Scan the records for "type" and copy each line that contains it.

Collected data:
--- START ---

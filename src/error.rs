//! Crate error type for fatal startup faults.

use crate::config::ConfigError;

/// Errors that abort the sidecar.
///
/// Only misconfiguration and bind failures appear here; they require
/// operator intervention, so there is no retry. Connection- and accept-level
/// failures never reach this type, they are contained and logged where they
/// happen.
#[derive(Debug, thiserror::Error)]
pub enum EchoError {
    #[error("configuration error: {0}")]
    Config(#[from] ConfigError),

    #[error("could not bind {addr}: {source}")]
    Bind {
        addr: String,
        #[source]
        source: std::io::Error,
    },

    #[error("invalid check pattern: {0}")]
    Pattern(#[from] regex::Error),

    #[error("could not build health check client: {0}")]
    HttpClient(#[from] reqwest::Error),
}
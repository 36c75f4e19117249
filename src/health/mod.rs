//! Health checking subsystem.
//!
//! # Data Flow
//! ```text
//! monitor.rs:
//!     Periodic timer (first tick immediate)
//!     → probe.rs (GET check uri)
//!     → bool event on the supervisor's channel
//!
//! probe.rs, one check:
//!     transport error | status != 200 | unreadable body | pattern miss
//!         → unhealthy
//!     otherwise → healthy
//! ```
//!
//! # Design Decisions
//! - No retry or hysteresis: every check reports its result immediately,
//!   and the lifecycle controller makes repeated transitions idempotent
//! - The monitor stops emitting the moment shutdown begins

pub mod monitor;
pub mod probe;

pub use monitor::HealthMonitor;
pub use probe::HealthProbe;
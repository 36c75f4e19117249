//! Configuration loading from disk.

use std::fs;
use std::path::Path;

use crate::config::schema::SidecarConfig;
use crate::config::validation::{validate_config, ValidationError};

/// Error type for configuration loading.
#[derive(Debug, thiserror::Error)]
pub enum ConfigError {
    #[error("io error: {0}")]
    Io(#[from] std::io::Error),

    #[error("parse error: {0}")]
    Parse(#[from] toml::de::Error),

    #[error("validation failed: {}", join_errors(.0))]
    Validation(Vec<ValidationError>),
}

fn join_errors(errors: &[ValidationError]) -> String {
    errors
        .iter()
        .map(ToString::to_string)
        .collect::<Vec<_>>()
        .join(", ")
}

/// Load and validate configuration from a TOML file.
pub fn load_config(path: &Path) -> Result<SidecarConfig, ConfigError> {
    let content = fs::read_to_string(path)?;
    let config: SidecarConfig = toml::from_str(&content)?;

    validate_config(&config).map_err(ConfigError::Validation)?;

    Ok(config)
}
//! Network layer subsystem.
//!
//! # Data Flow
//! ```text
//! Incoming TCP connection
//!     → listener.rs (accept loop, cancellable via shutdown signal)
//!     → echo.rs (read chunk, write it back, 3s idle deadline)
//!
//! Shutdown signal fired:
//!     listener.rs stops accepting and drops the socket
//!     echo.rs handlers observe the signal between iterations and exit
//! ```
//!
//! # Design Decisions
//! - The accept loop owns the listening socket; nothing else touches it
//! - Accept errors are contained; only the shutdown signal ends the loop
//! - Connections share no mutable state with each other

pub mod echo;
pub mod listener;
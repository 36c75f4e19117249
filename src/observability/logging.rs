//! Structured logging setup.

use tracing_subscriber::{layer::SubscriberExt, util::SubscriberInitExt, EnvFilter};

/// Initialize the global tracing subscriber.
///
/// The configured level applies to this crate's events; `RUST_LOG` wins
/// when set. An unrecognized level falls back to `info`.
pub fn init(level: &str) {
    let filter = EnvFilter::try_from_default_env()
        .or_else(|_| EnvFilter::try_new(format!("echo_sidecar={level}")))
        .unwrap_or_else(|_| EnvFilter::new("echo_sidecar=info"));

    tracing_subscriber::registry()
        .with(filter)
        .with(tracing_subscriber::fmt::layer())
        .init();
}
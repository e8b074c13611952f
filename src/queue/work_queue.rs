//! # Bounded FIFO work queue.
//!
//! [`WorkQueue`] carries [`Payload`]s from many producers to exactly one
//! consumer (the retry executor).
//!
//! ## Rules
//! - **Backpressure**: a full queue suspends `enqueue` until room frees up,
//!   the caller's token fires, or the queue shuts down. Nothing is dropped.
//! - **Fire-and-forget**: `enqueue` never fails; the returned
//!   [`EnqueueOutcome`] may be ignored.
//! - **Single consumer**: the receiving end is handed out once.
//! - **Shutdown**: closes intake; queued items are still delivered, then the
//!   consumer observes end-of-stream.
//!
//! ```text
//! producer ─┐
//! producer ─┼─► [ cap slots, FIFO ] ──► RetryExecutor
//! producer ─┘        ▲
//!          shutdown ─┘ drops the sender: drain, then None
//! ```

use std::sync::Arc;
use std::sync::atomic::{AtomicUsize, Ordering};

use tokio::sync::{Mutex, RwLock, mpsc};
use tokio_util::sync::CancellationToken;
use tracing::debug;

use crate::error::QueueError;
use crate::events::{Bus, EventKind, RuntimeEvent};
use crate::payload::Payload;

/// What happened to an `enqueue` call.
#[derive(Debug, Clone, Copy, PartialEq, Eq)]
#[must_use = "ignore explicitly with `let _ =` if fire-and-forget is intended"]
pub enum EnqueueOutcome {
    /// The payload is in the queue.
    Queued,
    /// The caller's token fired before room was available.
    Cancelled,
    /// The queue is shut down; the payload was discarded.
    Closed,
}

struct Inner {
    tx: RwLock<Option<mpsc::Sender<Payload>>>,
    rx: Mutex<Option<mpsc::Receiver<Payload>>>,
    closed: CancellationToken,
    pending: Arc<AtomicUsize>,
    capacity: usize,
    bus: Bus,
}

/// Receiving end of a [`WorkQueue`], owned by the consumer.
#[derive(Debug)]
pub(crate) struct QueueReceiver {
    rx: mpsc::Receiver<Payload>,
    pending: Arc<AtomicUsize>,
}

impl QueueReceiver {
    /// Next payload in FIFO order; `None` once closed and drained.
    pub(crate) async fn recv(&mut self) -> Option<Payload> {
        let payload = self.rx.recv().await?;
        self.pending.fetch_sub(1, Ordering::AcqRel);
        Some(payload)
    }
}

/// Cloneable handle to one bounded queue.
#[derive(Clone)]
pub struct WorkQueue {
    inner: Arc<Inner>,
}

impl WorkQueue {
    /// Creates an open queue holding at most `capacity` payloads (minimum 1).
    pub fn new(capacity: usize, bus: Bus) -> Self {
        let capacity = capacity.max(1);
        let (tx, rx) = mpsc::channel(capacity);
        Self {
            inner: Arc::new(Inner {
                tx: RwLock::new(Some(tx)),
                rx: Mutex::new(Some(rx)),
                closed: CancellationToken::new(),
                pending: Arc::new(AtomicUsize::new(0)),
                capacity,
                bus,
            }),
        }
    }

    /// Places `payload` on the queue, waiting for room if needed.
    ///
    /// Returns when the payload is queued, `cancel` fires, or the queue shuts
    /// down. Abandoning is not an error.
    pub async fn enqueue(&self, payload: Payload, cancel: &CancellationToken) -> EnqueueOutcome {
        let Some(tx) = self.sender().await else {
            return self.abandon(EnqueueOutcome::Closed);
        };

        tokio::select! {
            biased;
            res = tx.reserve() => match res {
                Ok(permit) => {
                    self.inner.pending.fetch_add(1, Ordering::AcqRel);
                    permit.send(payload);
                    EnqueueOutcome::Queued
                }
                Err(_) => self.abandon(EnqueueOutcome::Closed),
            },
            _ = cancel.cancelled() => self.abandon(EnqueueOutcome::Cancelled),
            _ = self.inner.closed.cancelled() => self.abandon(EnqueueOutcome::Closed),
        }
    }

    /// Places `payload` on the queue only if there is room right now.
    pub async fn try_enqueue(&self, payload: Payload) -> Result<(), QueueError> {
        let tx = self.sender().await.ok_or(QueueError::Closed)?;
        let permit = tx.try_reserve().map_err(|e| match e {
            mpsc::error::TrySendError::Full(()) => QueueError::Full,
            mpsc::error::TrySendError::Closed(()) => QueueError::Closed,
        })?;
        self.inner.pending.fetch_add(1, Ordering::AcqRel);
        permit.send(payload);
        Ok(())
    }

    /// Hands out the receiving end; only the first call succeeds.
    pub(crate) async fn take_receiver(&self) -> Result<QueueReceiver, QueueError> {
        let rx = self
            .inner
            .rx
            .lock()
            .await
            .take()
            .ok_or(QueueError::ConsumerTaken)?;
        Ok(QueueReceiver {
            rx,
            pending: Arc::clone(&self.inner.pending),
        })
    }

    /// Closes intake. Returns `false` if the queue was already closed.
    ///
    /// Producers blocked on a full queue return [`EnqueueOutcome::Closed`].
    pub async fn shutdown(&self) -> bool {
        self.inner.closed.cancel();
        let was_open = self.inner.tx.write().await.take().is_some();
        if was_open {
            debug!(capacity = self.inner.capacity, "work queue closed");
        }
        was_open
    }

    /// Payloads queued and not yet handed to the consumer.
    #[inline]
    pub fn len(&self) -> usize {
        self.inner.pending.load(Ordering::Acquire)
    }

    #[inline]
    pub fn is_empty(&self) -> bool {
        self.len() == 0
    }

    /// Maximum number of queued payloads.
    #[inline]
    pub fn capacity(&self) -> usize {
        self.inner.capacity
    }

    /// True once [`WorkQueue::shutdown`] was called.
    #[inline]
    pub fn is_closed(&self) -> bool {
        self.inner.closed.is_cancelled()
    }

    async fn sender(&self) -> Option<mpsc::Sender<Payload>> {
        self.inner.tx.read().await.clone()
    }

    fn abandon(&self, outcome: EnqueueOutcome) -> EnqueueOutcome {
        let reason = match outcome {
            EnqueueOutcome::Cancelled => "cancelled",
            _ => "closed",
        };
        self.inner
            .bus
            .publish(RuntimeEvent::new(EventKind::EnqueueAbandoned).with_reason(reason));
        outcome
    }
}

#[cfg(test)]
mod tests {
    use super::*;
    use std::time::Duration;

    fn queue(cap: usize) -> WorkQueue {
        WorkQueue::new(cap, Bus::new(16))
    }

    #[tokio::test]
    async fn test_fifo_order() {
        let q = queue(4);
        let never = CancellationToken::new();
        for p in ["a", "b", "c"] {
            assert_eq!(q.enqueue(p.into(), &never).await, EnqueueOutcome::Queued);
        }
        assert_eq!(q.len(), 3);
        let mut rx = q.take_receiver().await.expect("receiver");
        for p in ["a", "b", "c"] {
            assert_eq!(rx.recv().await.expect("payload").as_bytes(), p.as_bytes());
        }
        assert!(q.is_empty());
    }

    #[tokio::test]
    async fn test_single_consumer() {
        let q = queue(1);
        assert!(q.take_receiver().await.is_ok());
        assert_eq!(q.take_receiver().await.unwrap_err(), QueueError::ConsumerTaken);
    }

    #[tokio::test]
    async fn test_full_queue_blocks_until_cancelled() {
        let q = queue(1);
        let cancel = CancellationToken::new();
        assert_eq!(q.enqueue("a".into(), &cancel).await, EnqueueOutcome::Queued);
        assert_eq!(q.try_enqueue("b".into()).await, Err(QueueError::Full));

        let q2 = q.clone();
        let c2 = cancel.clone();
        let blocked = tokio::spawn(async move { q2.enqueue("b".into(), &c2).await });
        tokio::time::sleep(Duration::from_millis(20)).await;
        assert!(!blocked.is_finished());

        cancel.cancel();
        assert_eq!(blocked.await.expect("join"), EnqueueOutcome::Cancelled);
    }

    #[tokio::test]
    async fn test_blocked_producer_resumes_when_room_frees() {
        let q = queue(1);
        let never = CancellationToken::new();
        let _ = q.enqueue("a".into(), &never).await;
        let mut rx = q.take_receiver().await.expect("receiver");

        let q2 = q.clone();
        let blocked = tokio::spawn(async move {
            q2.enqueue("b".into(), &CancellationToken::new()).await
        });
        assert_eq!(rx.recv().await.expect("a").as_bytes(), b"a");
        assert_eq!(blocked.await.expect("join"), EnqueueOutcome::Queued);
        assert_eq!(rx.recv().await.expect("b").as_bytes(), b"b");
    }

    #[tokio::test]
    async fn test_shutdown_drains_then_ends() {
        let q = queue(4);
        let never = CancellationToken::new();
        let _ = q.enqueue("a".into(), &never).await;
        let _ = q.enqueue("b".into(), &never).await;
        let mut rx = q.take_receiver().await.expect("receiver");

        assert!(q.shutdown().await);
        assert!(!q.shutdown().await);
        assert!(q.is_closed());
        assert_eq!(q.enqueue("c".into(), &never).await, EnqueueOutcome::Closed);
        assert_eq!(q.try_enqueue("c".into()).await, Err(QueueError::Closed));

        assert_eq!(rx.recv().await.expect("a").as_bytes(), b"a");
        assert_eq!(rx.recv().await.expect("b").as_bytes(), b"b");
        assert!(rx.recv().await.is_none());
    }

    #[tokio::test]
    async fn test_shutdown_releases_blocked_producer() {
        let q = queue(1);
        let never = CancellationToken::new();
        let _ = q.enqueue("a".into(), &never).await;

        let q2 = q.clone();
        let blocked = tokio::spawn(async move {
            q2.enqueue("b".into(), &CancellationToken::new()).await
        });
        tokio::time::sleep(Duration::from_millis(20)).await;
        q.shutdown().await;
        assert_eq!(blocked.await.expect("join"), EnqueueOutcome::Closed);
    }

    #[tokio::test]
    async fn test_abandon_is_published() {
        let bus = Bus::new(16);
        let mut rx = bus.subscribe();
        let q = WorkQueue::new(1, bus);
        q.shutdown().await;
        let _ = q.enqueue("x".into(), &CancellationToken::new()).await;

        let ev = rx.recv().await.expect("event");
        assert_eq!(ev.kind, EventKind::EnqueueAbandoned);
        assert_eq!(ev.reason.as_deref(), Some("closed"));
    }
}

--- END ---

Result of the exercise:
//! Crate error type for fatal startup faults.
/// failures never reach this type, they are contained and logged where they
/// Error type for configuration loading.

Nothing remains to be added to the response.